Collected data
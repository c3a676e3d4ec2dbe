//! Line segment between two points.

use std::fmt;
use std::hash::{Hash, Hasher};

use super::Point;

/// Unordered segment between two distinct points.
///
/// Equality and hashing ignore endpoint order. Lines are transient: the
/// generator produces them and the matcher consumes them.
#[derive(Clone, Copy, Debug)]
pub struct Line {
    start: Point,
    end: Point,
}

impl Line {
    /// Create a line from two endpoints (kept in the given order).
    #[inline]
    pub fn new(start: Point, end: Point) -> Self {
        debug_assert!(start != end, "line endpoints must differ");
        Self { start, end }
    }

    /// First endpoint as stored.
    #[inline]
    pub fn start(&self) -> Point {
        self.start
    }

    /// Second endpoint as stored.
    #[inline]
    pub fn end(&self) -> Point {
        self.end
    }

    /// Same line with the smaller-X endpoint first.
    ///
    /// Ties on X fall back to Y so the result is defined for vertical lines too.
    #[inline]
    pub fn normalized(&self) -> Self {
        if self.start.cmp_xy(&self.end).is_le() {
            *self
        } else {
            Self {
                start: self.end,
                end: self.start,
            }
        }
    }

    /// Whether both endpoints share a Y coordinate.
    #[inline]
    pub fn is_horizontal(&self) -> bool {
        self.start.y == self.end.y
    }

    /// Smaller X of the two endpoints.
    #[inline]
    pub fn left_x(&self) -> i64 {
        self.start.x.min(self.end.x)
    }

    /// Larger X of the two endpoints.
    #[inline]
    pub fn right_x(&self) -> i64 {
        self.start.x.max(self.end.x)
    }

    /// Order-independent hash: `hash(start) XOR hash(end)`.
    #[inline]
    pub fn hash_code(&self) -> i64 {
        self.start.hash_code() ^ self.end.hash_code()
    }
}

impl PartialEq for Line {
    fn eq(&self, other: &Self) -> bool {
        (self.start == other.start && self.end == other.end)
            || (self.start == other.end && self.end == other.start)
    }
}

impl Eq for Line {}

impl Hash for Line {
    fn hash<H: Hasher>(&self, state: &mut H) {
        state.write_i64(self.hash_code());
    }
}

impl fmt::Display for Line {
    fn fmt(&self, f: &mut fmt::Formatter<'_>) -> fmt::Result {
        write!(f, "{}, {}", self.start, self.end)
    }
}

— What is being asked —
Only the lines that contain the string "stored" should be copied from the entries above.

— Written solution —
    /// First endpoint as stored.
    /// Second endpoint as stored.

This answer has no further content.